→ Problem statement
Retype, word for word, each line between the lines holding "Codec error type." and "the same offset.", inclusive, and leave the rest of the data alone.

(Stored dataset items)
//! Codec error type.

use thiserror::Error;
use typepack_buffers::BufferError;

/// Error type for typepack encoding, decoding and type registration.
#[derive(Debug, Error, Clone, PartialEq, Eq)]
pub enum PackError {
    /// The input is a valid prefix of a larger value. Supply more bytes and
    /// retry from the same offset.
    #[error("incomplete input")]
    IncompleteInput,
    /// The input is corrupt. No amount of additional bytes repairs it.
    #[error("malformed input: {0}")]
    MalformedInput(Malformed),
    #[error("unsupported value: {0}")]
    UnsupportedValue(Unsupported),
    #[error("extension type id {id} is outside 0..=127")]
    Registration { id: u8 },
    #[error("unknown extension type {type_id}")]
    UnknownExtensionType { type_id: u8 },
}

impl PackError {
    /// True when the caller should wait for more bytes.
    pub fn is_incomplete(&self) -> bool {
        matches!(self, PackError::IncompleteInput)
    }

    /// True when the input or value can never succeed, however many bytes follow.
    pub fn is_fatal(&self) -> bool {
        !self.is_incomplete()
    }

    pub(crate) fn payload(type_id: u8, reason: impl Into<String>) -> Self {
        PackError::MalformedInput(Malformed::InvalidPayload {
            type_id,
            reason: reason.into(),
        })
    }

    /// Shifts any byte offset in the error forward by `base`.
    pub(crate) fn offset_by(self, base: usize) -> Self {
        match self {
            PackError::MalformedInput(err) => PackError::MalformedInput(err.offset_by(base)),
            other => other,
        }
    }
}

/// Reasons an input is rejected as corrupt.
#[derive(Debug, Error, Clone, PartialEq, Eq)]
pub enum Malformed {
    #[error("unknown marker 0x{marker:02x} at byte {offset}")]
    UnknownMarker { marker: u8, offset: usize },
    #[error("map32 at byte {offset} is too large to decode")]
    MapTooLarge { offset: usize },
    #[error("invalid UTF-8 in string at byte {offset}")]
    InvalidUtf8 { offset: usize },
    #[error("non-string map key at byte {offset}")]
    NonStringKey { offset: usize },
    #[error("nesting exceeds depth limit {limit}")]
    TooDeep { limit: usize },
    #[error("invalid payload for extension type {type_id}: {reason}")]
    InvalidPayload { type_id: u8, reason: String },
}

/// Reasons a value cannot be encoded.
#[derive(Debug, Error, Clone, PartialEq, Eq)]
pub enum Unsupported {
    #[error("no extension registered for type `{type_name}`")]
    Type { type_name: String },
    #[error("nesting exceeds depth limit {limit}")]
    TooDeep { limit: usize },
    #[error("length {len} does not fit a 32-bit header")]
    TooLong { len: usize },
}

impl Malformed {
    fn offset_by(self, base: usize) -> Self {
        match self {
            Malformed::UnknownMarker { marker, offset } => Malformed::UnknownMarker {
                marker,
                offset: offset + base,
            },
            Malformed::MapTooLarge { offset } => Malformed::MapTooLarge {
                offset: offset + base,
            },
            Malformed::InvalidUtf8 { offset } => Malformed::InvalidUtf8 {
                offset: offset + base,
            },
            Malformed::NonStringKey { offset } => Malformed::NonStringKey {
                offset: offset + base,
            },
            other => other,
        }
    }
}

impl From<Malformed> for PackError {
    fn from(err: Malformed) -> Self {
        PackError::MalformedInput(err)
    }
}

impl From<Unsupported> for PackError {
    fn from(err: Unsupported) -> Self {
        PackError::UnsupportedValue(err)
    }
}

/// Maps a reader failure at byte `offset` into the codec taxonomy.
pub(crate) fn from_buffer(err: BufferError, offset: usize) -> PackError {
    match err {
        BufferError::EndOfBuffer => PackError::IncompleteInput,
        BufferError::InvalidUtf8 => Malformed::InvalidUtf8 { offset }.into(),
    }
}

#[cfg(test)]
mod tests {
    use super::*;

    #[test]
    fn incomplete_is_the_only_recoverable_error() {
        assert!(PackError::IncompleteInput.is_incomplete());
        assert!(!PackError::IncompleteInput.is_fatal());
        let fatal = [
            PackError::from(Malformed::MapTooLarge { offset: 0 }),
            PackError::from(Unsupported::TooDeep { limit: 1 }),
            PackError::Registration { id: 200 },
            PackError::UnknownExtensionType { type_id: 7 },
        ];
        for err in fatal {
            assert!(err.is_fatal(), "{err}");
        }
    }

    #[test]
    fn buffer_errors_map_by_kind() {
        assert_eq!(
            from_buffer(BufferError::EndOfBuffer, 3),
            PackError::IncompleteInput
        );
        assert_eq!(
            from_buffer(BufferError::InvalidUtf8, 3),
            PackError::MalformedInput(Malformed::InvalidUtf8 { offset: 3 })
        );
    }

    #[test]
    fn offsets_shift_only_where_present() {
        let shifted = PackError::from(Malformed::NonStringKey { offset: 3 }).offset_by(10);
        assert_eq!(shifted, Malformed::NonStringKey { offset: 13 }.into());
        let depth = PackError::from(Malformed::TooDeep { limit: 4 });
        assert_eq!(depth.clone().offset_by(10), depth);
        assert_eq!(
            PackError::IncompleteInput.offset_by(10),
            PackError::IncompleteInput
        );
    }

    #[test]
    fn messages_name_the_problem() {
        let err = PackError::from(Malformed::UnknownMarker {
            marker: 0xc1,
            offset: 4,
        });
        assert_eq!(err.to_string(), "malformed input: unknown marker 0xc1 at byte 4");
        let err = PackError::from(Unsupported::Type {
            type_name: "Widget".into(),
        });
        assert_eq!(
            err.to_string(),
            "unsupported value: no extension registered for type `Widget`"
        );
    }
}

* * *

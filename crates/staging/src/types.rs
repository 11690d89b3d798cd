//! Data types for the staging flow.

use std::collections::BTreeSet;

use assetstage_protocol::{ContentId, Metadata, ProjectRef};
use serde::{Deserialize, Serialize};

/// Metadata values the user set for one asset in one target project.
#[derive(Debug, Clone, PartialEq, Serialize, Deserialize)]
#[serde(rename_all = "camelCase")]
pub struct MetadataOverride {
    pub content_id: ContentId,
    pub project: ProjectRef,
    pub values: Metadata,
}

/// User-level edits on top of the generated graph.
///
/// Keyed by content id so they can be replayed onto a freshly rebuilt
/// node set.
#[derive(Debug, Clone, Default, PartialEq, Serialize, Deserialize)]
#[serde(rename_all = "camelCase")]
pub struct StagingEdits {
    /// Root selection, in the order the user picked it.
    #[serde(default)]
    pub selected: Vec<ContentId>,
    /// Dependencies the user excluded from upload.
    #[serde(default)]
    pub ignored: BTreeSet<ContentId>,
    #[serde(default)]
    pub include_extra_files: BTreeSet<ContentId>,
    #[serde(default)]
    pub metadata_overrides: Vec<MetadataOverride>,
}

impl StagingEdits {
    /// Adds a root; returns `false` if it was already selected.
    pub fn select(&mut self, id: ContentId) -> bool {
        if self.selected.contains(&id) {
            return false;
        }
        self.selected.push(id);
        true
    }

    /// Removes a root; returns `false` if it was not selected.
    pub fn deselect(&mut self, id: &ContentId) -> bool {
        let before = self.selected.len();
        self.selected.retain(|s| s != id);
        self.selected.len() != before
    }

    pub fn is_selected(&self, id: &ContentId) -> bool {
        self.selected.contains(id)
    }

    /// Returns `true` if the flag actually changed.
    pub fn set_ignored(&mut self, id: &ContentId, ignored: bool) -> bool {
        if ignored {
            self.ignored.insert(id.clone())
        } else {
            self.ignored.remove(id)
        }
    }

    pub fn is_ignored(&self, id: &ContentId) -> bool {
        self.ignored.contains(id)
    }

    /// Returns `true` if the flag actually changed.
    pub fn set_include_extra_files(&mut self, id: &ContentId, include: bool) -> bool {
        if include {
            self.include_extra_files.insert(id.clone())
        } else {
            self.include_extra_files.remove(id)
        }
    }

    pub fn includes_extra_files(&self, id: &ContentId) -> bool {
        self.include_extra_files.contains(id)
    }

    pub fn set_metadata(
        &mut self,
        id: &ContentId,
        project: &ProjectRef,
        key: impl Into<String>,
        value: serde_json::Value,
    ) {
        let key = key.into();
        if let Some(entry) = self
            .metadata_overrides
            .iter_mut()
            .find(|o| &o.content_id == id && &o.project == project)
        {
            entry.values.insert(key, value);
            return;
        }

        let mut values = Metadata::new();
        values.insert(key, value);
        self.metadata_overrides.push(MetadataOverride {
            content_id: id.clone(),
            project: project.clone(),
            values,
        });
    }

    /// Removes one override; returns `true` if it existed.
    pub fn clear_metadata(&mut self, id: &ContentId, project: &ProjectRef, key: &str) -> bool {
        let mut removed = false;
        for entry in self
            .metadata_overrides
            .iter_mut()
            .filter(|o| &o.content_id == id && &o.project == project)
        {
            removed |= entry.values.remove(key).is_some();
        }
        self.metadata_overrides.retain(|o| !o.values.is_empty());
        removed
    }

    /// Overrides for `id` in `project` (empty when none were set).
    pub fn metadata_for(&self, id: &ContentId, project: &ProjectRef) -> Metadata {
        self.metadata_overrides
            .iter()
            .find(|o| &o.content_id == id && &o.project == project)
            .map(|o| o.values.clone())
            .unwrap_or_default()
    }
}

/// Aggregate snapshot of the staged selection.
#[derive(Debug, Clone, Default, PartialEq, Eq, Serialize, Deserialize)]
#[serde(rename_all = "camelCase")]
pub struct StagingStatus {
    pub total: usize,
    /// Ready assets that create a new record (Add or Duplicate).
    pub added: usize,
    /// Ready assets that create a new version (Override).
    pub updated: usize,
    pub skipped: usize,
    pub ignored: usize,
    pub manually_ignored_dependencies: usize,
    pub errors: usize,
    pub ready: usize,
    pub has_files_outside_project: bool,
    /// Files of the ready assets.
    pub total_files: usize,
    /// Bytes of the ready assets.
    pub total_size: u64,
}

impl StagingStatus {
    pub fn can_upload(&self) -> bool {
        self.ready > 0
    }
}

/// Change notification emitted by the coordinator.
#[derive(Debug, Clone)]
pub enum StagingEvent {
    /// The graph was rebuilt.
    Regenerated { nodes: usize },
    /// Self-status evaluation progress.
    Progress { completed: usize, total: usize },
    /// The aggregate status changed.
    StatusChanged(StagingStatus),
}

→ Solution to this task
//! Codec error type.

use thiserror::Error;
use typepack_buffers::BufferError;

/// Error type for typepack encoding, decoding and type registration.
#[derive(Debug, Error, Clone, PartialEq, Eq)]
pub enum PackError {
    /// The input is a valid prefix of a larger value. Supply more bytes and
    /// retry from the same offset.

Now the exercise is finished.